Summary
This 10-Q filing for eBay Inc. for the period ending September 30, 2001, showcases significant growth and expansion. The company reported substantial increases in net revenues, driven by robust online activity and strategic acquisitions, including Internet Auction in South Korea and iBazar in Europe. While operating expenses also rose, particularly in sales and marketing and amortization of intangibles due to acquisitions, the company managed to improve its operating income. Notably, eBay's balance sheet reflects a strong increase in cash and cash equivalents and total assets, demonstrating healthy liquidity. The company's strategic focus on expanding its global marketplace and enhancing its platform continues. Despite ongoing investments in growth and facing various legal and competitive risks inherent in the e-commerce space, eBay demonstrates a positive financial trajectory.

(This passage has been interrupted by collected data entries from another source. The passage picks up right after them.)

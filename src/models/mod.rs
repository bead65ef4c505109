// src/models/mod.rs

//! Domain models for the scraper application.
//!
//! This module contains all data structures used throughout the application,
//! organized by their primary purpose.

mod config;
mod job;
mod page;
mod run;
mod selectors;

// Re-export all public types
pub use config::{
    Config, FetchConfig, LimitsConfig, LoggingConfig, SinkConfig, SinkKind, SiteConfig,
};
pub use job::{CandidatePartial, JobRecord, Origin};
pub use page::{FetchStatus, PageFetchResult};
pub use run::{RunState, RunStats};
pub use selectors::{Extract, FieldSelector, JobField, SelectorConfig};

Investors should note the company's strong revenue growth and improving profitability, balanced against continued investment and the inherent risks of a rapidly evolving online market.
Key Highlights
- 1Net revenues increased by 71% year-over-year for the three months ended September 30, 2001, and 78% for the nine months ended September 30, 2001, driven by online activity and acquisitions.
- 2Acquisitions of Internet Auction (South Korea) and iBazar (Europe) were completed and their results are included in the financial statements, contributing to revenue growth.
- 3Gross profit increased significantly, with cost of net revenues decreasing as a percentage of net revenues due to improved productivity and cost management.
- 4Operating income showed strong growth, increasing from $14.3 million to $32.6 million for the three-month period and from $8.3 million to $98.8 million for the nine-month period year-over-year.
- 5Cash and cash equivalents saw a substantial increase from $201.9 million at December 31, 2000, to $423.7 million at September 30, 2001.
- 6The company recorded impairment charges of $6.3 million and $16.2 million for certain equity investments during the three and nine months ended September 30, 2001, respectively.
- 7Amortization of acquired intangible assets increased significantly due to recent acquisitions, impacting operating expenses.